2022-08-06 07:52:59Muzi Hikari

8 数据运算

8.1 算术运算

Excel

Use of basic formulas

=Arithmetic operands 算术运算符(+ - * /) Arithmetic operands

Python

SeriesObjects can perform operations such as addition, subtraction, multiplication, and division directly through arithmetic operators,返回一个新的Series对象

df = pd.DataFrame({
    "A": [1, 2, 3], "B": [4, 5, 6]})

# 两列相加
print(df["A"] + df["B"])
""" 0 5 1 7 2 9 dtype: int64 """
# 两列相减
print(df["A"] - df["B"])
""" 0 -3 1 -3 2 -3 dtype: int64 """

#两列相乘
print(df["A"] * df["B"])
""" 0 4 1 10 2 18 dtype: int64 """

#两列相除
print(df["A"] / df["B"])
""" 0 0.25 1 0.40 2 0.50 dtype: float64 """

# each element of the column+1
print(df["A"] + 1)
""" 0 2 1 3 2 4 Name: A, dtype: int64 """

# each element of the column-1
print(df["A"] - 1)
""" 0 0 1 1 2 2 Name: A, dtype: int64 """

#Multiply each element of the column2
print(df["A"] * 2)
""" 0 2 1 4 2 6 Name: A, dtype: int64 """

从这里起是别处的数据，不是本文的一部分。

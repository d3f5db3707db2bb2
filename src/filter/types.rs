use serde_json::Value;

#[derive(Debug, Clone, Copy, PartialEq, Eq)]
pub enum SortDirection {
    Asc,
    Desc,
}

impl SortDirection {
    pub fn to_sql(&self) -> &'static str {
        match self {
            SortDirection::Asc => "ASC",
            SortDirection::Desc => "DESC",
        }
    }
}

#[derive(Debug, Clone)]
pub struct FilterOrderInfo {
    pub column: String,
    pub sort: SortDirection,
}

/// SQL text with its positional parameters.
#[derive(Debug, Clone)]
pub struct SqlResult {
    pub query: String,
    pub params: Vec<Value>,
}
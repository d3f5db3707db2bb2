use std::any::Any;

use axum::{
    extract::DefaultBodyLimit,
    middleware::from_fn_with_state,
    response::{IntoResponse, Response},
    routing::get,
    Router,
};
use tokio::signal;
use tower::ServiceBuilder;
use tower_http::{
    catch_panic::CatchPanicLayer,
    cors::CorsLayer,
    services::{ServeDir, ServeFile},
    trace::TraceLayer,
};
use tracing::info;

pub mod config;
pub mod database;
pub mod error;
pub mod filter;
pub mod handlers;
pub mod middleware;
pub mod services;
pub mod state;

use error::ApiError;
use middleware::basic_auth_middleware;
use state::AppState;

/// Full route table plus global middleware.
pub fn app(state: AppState) -> Router {
    let api = &state.config.api;

    let mut router = Router::new()
        // Public
        .merge(public_routes())
        // Protected (Basic auth)
        .merge(protected_routes(state.clone()))
        .merge(admin_page_routes(state.clone()))
        // Anything else is a static asset
        .fallback_service(ServeDir::new(&state.config.server.static_dir))
        .layer(
            ServiceBuilder::new()
                .layer(CatchPanicLayer::custom(handle_panic))
                .layer(DefaultBodyLimit::max(api.max_request_size_bytes)),
        );

    if state.config.security.enable_cors {
        router = router.layer(CorsLayer::permissive());
    }
    if api.enable_request_logging {
        router = router.layer(TraceLayer::new_for_http());
    }

    router.with_state(state)
}

fn public_routes() -> Router<AppState> {
    use handlers::public;

    Router::new()
        .route("/health", get(public::health))
        .route("/api/meta", get(public::meta_get))
        .route("/api/team", get(public::team_get))
        .route("/api/items", get(public::items_get))
        .route("/api/items/:id", get(public::item_get))
}

fn protected_routes(state: AppState) -> Router<AppState> {
    use axum::routing::{post, put};
    use handlers::protected;

    // Same paths as the public reads; route_layer guards only the methods registered here.
    Router::new()
        .route("/api/items", post(protected::items_post))
        .route("/api/items/:id", put(protected::item_put).delete(protected::item_delete))
        .route_layer(from_fn_with_state(state, basic_auth_middleware))
}

fn admin_page_routes(state: AppState) -> Router<AppState> {
    let page = state.config.server.static_dir.join("admin.html");

    Router::new()
        .route_service("/admin.html", ServeFile::new(page))
        .route_layer(from_fn_with_state(state, basic_auth_middleware))
}

fn handle_panic(err: Box<dyn Any + Send + 'static>) -> Response {
    let detail = if let Some(s) = err.downcast_ref::<String>() {
        s.as_str()
    } else if let Some(s) = err.downcast_ref::<&str>() {
        s
    } else {
        "unknown panic payload"
    };
    tracing::error!("Handler panicked: {}", detail);
    ApiError::internal_server_error().into_response()
}

/// Resolves on Ctrl+C or SIGTERM.
pub async fn shutdown_signal() {
    let ctrl_c = async {
        match signal::ctrl_c().await {
            Ok(()) => info!("Received Ctrl+C, shutting down"),
            Err(e) => {
                tracing::error!("Failed to install Ctrl+C handler: {}", e);
                std::future::pending::<()>().await;
            }
        }
    };

    #[cfg(unix)]
    let terminate = async {
        match signal::unix::signal(signal::unix::SignalKind::terminate()) {
            Ok(mut stream) => {
                stream.recv().await;
                info!("Received terminate signal, shutting down");
            }
            Err(e) => {
                tracing::error!("Failed to install SIGTERM handler: {}", e);
                std::future::pending::<()>().await;
            }
        }
    };

    #[cfg(not(unix))]
    let terminate = std::future::pending::<()>();

    tokio::select! {
        _ = ctrl_c => {},
        _ = terminate => {},
    }
}
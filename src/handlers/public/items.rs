// handlers/public/items.rs - GET /api/items, GET /api/items/:id

use axum::extract::{rejection::QueryRejection, Path, Query, State};

use crate::database::models::Item;
use crate::middleware::{ApiResponse, ApiResult};
use crate::services::ItemSearch;
use crate::state::AppState;

/// GET /api/items?category=food|drink&q=text - newest first, no pagination
///
/// Filters are lenient: an unparsable query string or a repeated key means no filter.
pub async fn items_get(
    State(state): State<AppState>,
    query: Result<Query<Vec<(String, String)>>, QueryRejection>,
) -> ApiResult<Vec<Item>> {
    let search = match query {
        Ok(Query(pairs)) => ItemSearch::from_pairs(&pairs),
        Err(rejection) => {
            tracing::debug!("Ignoring unparsable item query: {}", rejection.body_text());
            ItemSearch::default()
        }
    };
    let items = state.catalog.list_items(&search).await?;
    Ok(ApiResponse::success(items))
}

/// GET /api/items/:id - single item or 404
pub async fn item_get(State(state): State<AppState>, Path(id): Path<String>) -> ApiResult<Item> {
    let item = state.catalog.get_item(&id).await?;
    Ok(ApiResponse::success(item))
}
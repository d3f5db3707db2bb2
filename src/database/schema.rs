use serde_json::Value;
use sqlx::FromRow;
use tracing::info;

use super::store::{Store, StoreError};

/// Columns of `items`, in declaration order.
pub const ITEM_COLUMNS: [&str; 7] = ["id", "name", "price", "category", "image", "description", "created_at"];

/// Columns of `team`, in declaration order.
pub const TEAM_COLUMNS: [&str; 3] = ["id", "name", "role"];

const CREATE_ITEMS: &str = "CREATE TABLE IF NOT EXISTS items (
    id INTEGER PRIMARY KEY AUTOINCREMENT,
    name TEXT NOT NULL,
    price INTEGER NOT NULL DEFAULT 0,
    category TEXT CHECK(category IN ('food','drink')) NOT NULL,
    image TEXT,
    description TEXT,
    created_at DATETIME DEFAULT CURRENT_TIMESTAMP
)";

const CREATE_TEAM: &str = "CREATE TABLE IF NOT EXISTS team (
    id INTEGER PRIMARY KEY AUTOINCREMENT,
    name TEXT NOT NULL,
    role TEXT
)";

/// Roster inserted the first time the `team` table is found empty.
pub const SEED_TEAM: [(&str, &str); 3] = [
    ("Nguyễn Hoàng Nhân", "UI/Frontend"),
    ("Trần Minh Thư", "Logic/Frontend"),
    ("Đỗ Thị Duyên", "Backend/DB"),
];

#[derive(Debug, FromRow)]
struct RowCount {
    c: i64,
}

/// Create both tables and seed the roster. Safe to run on every startup.
pub async fn init_schema(store: &Store) -> Result<(), StoreError> {
    store.execute(CREATE_ITEMS, &[]).await?;
    store.execute(CREATE_TEAM, &[]).await?;

    // Guarded by a row count, not a uniqueness constraint
    let count = store
        .query_one::<RowCount>("SELECT COUNT(*) AS c FROM team", &[])
        .await?
        .map_or(0, |row| row.c);

    if count == 0 {
        for (name, role) in SEED_TEAM {
            store
                .execute(
                    "INSERT INTO team(name, role) VALUES(?, ?)",
                    &[Value::from(name), Value::from(role)],
                )
                .await?;
        }
        info!("Seeded team roster with {} member(s)", SEED_TEAM.len());
    }

    Ok(())
}
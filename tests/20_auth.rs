mod common;

use anyhow::Result;
use axum::http::{header, Method, StatusCode};
use serde_json::json;

const CHALLENGE: &str = "Basic realm=\"Secure Area\"";

fn challenge_of(res: &common::TestResponse) -> Option<&str> {
    res.headers.get(header::WWW_AUTHENTICATE).and_then(|v| v.to_str().ok())
}

#[tokio::test]
async fn create_without_credentials_is_rejected() -> Result<()> {
    let app = common::test_app().await?;
    let body = json!({ "name": "Trà đá", "category": "drink" });

    let res = common::send(&app, Method::POST, "/api/items", None, Some(body)).await?;
    assert_eq!(res.status, StatusCode::UNAUTHORIZED);
    assert_eq!(challenge_of(&res), Some(CHALLENGE));

    assert!(common::list_items(&app, "/api/items").await?.is_empty());
    Ok(())
}

#[tokio::test]
async fn create_with_wrong_credentials_is_rejected() -> Result<()> {
    let app = common::test_app().await?;
    let body = json!({ "name": "Trà đá", "category": "drink" });

    let wrong = common::basic_auth(common::ADMIN_USER, "guess");
    let res = common::send(&app, Method::POST, "/api/items", Some(&wrong), Some(body.clone())).await?;
    assert_eq!(res.status, StatusCode::UNAUTHORIZED);
    assert_eq!(challenge_of(&res), Some(CHALLENGE));

    let res = common::send(&app, Method::POST, "/api/items", Some("Bearer token"), Some(body)).await?;
    assert_eq!(res.status, StatusCode::UNAUTHORIZED);

    assert!(common::list_items(&app, "/api/items").await?.is_empty());
    Ok(())
}

#[tokio::test]
async fn create_with_correct_credentials_defaults_price_to_zero() -> Result<()> {
    let app = common::test_app().await?;
    let body = json!({ "name": "Trà đá", "category": "drink" });

    let res = common::send(&app, Method::POST, "/api/items", Some(&common::admin_auth()), Some(body)).await?;
    assert_eq!(res.status, StatusCode::CREATED, "body: {}", res.body);
    assert_eq!(res.body["price"], 0);
    assert!(res.body["id"].as_i64().unwrap_or(0) > 0);

    assert_eq!(common::list_items(&app, "/api/items").await?.len(), 1);
    Ok(())
}

#[tokio::test]
async fn update_and_delete_are_guarded() -> Result<()> {
    let app = common::test_app().await?;
    let item = common::create_item(&app, json!({ "name": "Chè ba màu", "category": "food" })).await?;
    let uri = format!("/api/items/{}", item["id"]);

    let res = common::send(&app, Method::PUT, &uri, None, Some(json!({ "name": "x", "category": "food" }))).await?;
    assert_eq!(res.status, StatusCode::UNAUTHORIZED);

    let res = common::send(&app, Method::DELETE, &uri, None, None).await?;
    assert_eq!(res.status, StatusCode::UNAUTHORIZED);

    let unchanged = common::get(&app, &uri).await?;
    assert_eq!(unchanged.body, item);
    Ok(())
}

#[tokio::test]
async fn reads_are_open() -> Result<()> {
    let app = common::test_app().await?;
    let item = common::create_item(&app, json!({ "name": "Nem rán", "category": "food" })).await?;

    assert_eq!(common::get(&app, "/api/items").await?.status, StatusCode::OK);
    assert_eq!(common::get(&app, &format!("/api/items/{}", item["id"])).await?.status, StatusCode::OK);
    Ok(())
}

#[tokio::test]
async fn admin_page_requires_credentials() -> Result<()> {
    let app = common::test_app().await?;

    let res = common::get(&app, "/admin.html").await?;
    assert_eq!(res.status, StatusCode::UNAUTHORIZED);
    assert_eq!(challenge_of(&res), Some(CHALLENGE));

    let res = common::send(&app, Method::GET, "/admin.html", Some(&common::admin_auth()), None).await?;
    assert_ne!(res.status, StatusCode::UNAUTHORIZED);
    Ok(())
}
pub mod item;
pub mod team;

pub use item::{coerce_price, Category, Item, ItemDraft, ItemPayload, UnknownCategory};
pub use team::TeamMember;
// handlers/protected/mod.rs - Protected handlers (Basic authentication required)
//
// Route Prefix: /api/items
// Middleware: basic_auth_middleware, applied with route_layer so it only wraps these routes

pub mod items; // POST /api/items, PUT/DELETE /api/items/:id

pub use items::{item_delete, item_put, items_post};
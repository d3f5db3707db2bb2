use axum::{
    http::StatusCode,
    response::{IntoResponse, Json, Response},
};
use serde::Serialize;

/// Successful JSON response. The body is the bare payload; no envelope.
#[derive(Debug)]
pub struct ApiResponse<T: Serialize> {
    pub data: T,
    pub status_code: StatusCode,
}

impl<T: Serialize> ApiResponse<T> {
    /// Create a successful API response with default 200 status
    pub fn success(data: T) -> Self {
        Self {
            data,
            status_code: StatusCode::OK,
        }
    }

    /// Create a 201 Created response
    pub fn created(data: T) -> Self {
        Self {
            data,
            status_code: StatusCode::CREATED,
        }
    }
}

impl<T: Serialize> IntoResponse for ApiResponse<T> {
    fn into_response(self) -> Response {
        (self.status_code, Json(self.data)).into_response()
    }
}

pub type ApiResult<T> = Result<ApiResponse<T>, crate::error::ApiError>;
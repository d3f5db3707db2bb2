pub mod models;
pub mod schema;
pub mod store;

pub use schema::init_schema;
pub use store::{ExecResult, Store, StoreError};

#Divide each element of the column2
print(df["A"] / 2)
""" 0 0.5 1 1.0 2 1.5 Name: A, dtype: float64 """

8.2 比较运算

Excel

Use of basic formulas

=Compare operands 比较运算符(> = < >= <= <>[不等于]) Compare operands

Python

SeriesObjects can pass comparators directly(> == < >= <= !=)进行比较运算,返回一个新的Series对象,results from the comparison(True,False)组成.

df = pd.DataFrame({
    "A": [1, 3, 4], "B": [2, 3, 5]})
print(df["A"] < df["B"])
""" 0 True 1 False 2 True dtype: bool """

print(df["A"] == df["B"])
""" 0 False 1 True 2 False dtype: bool """

8.3 汇总运算

8.3.1 计算总个数count

Excel

=COUNTA(区域)   # Counts the total number of non-blank cells in the specified range
=COUNT(区域)	  # Calculates the number of numeric data in the specified range

Python

df.count(axis: 'Axis' = 0,
         numeric_only: 'bool' = False)
  • axisSet the row(0"index")Count still put columns(1"columns")计数
  • numeric_onlySet to count only numeric data rows/列(int,float,bool).
  • The return value is an array by row name(axis=1)或列名(axis=0)作索引,各列/A row of non-null valuesSeries对象,

如:

df = pd.DataFrame({
    
    "A": [1, 3, 4, 5, 5, 6],
    "B": [2, 3, 5, None, None, 2],
    "C": ["hello", "world", 1, 2, 3, None]
},index=["一","二","三","四","五","六"])

result = df.count()
print(result)
""" A 6 B 4 C 5 dtype: int64 """

result = df.count(axis=1)
print(result)
""" 一 3 二 3 三 3 四 2 五 2 六 2 dtype: int64 """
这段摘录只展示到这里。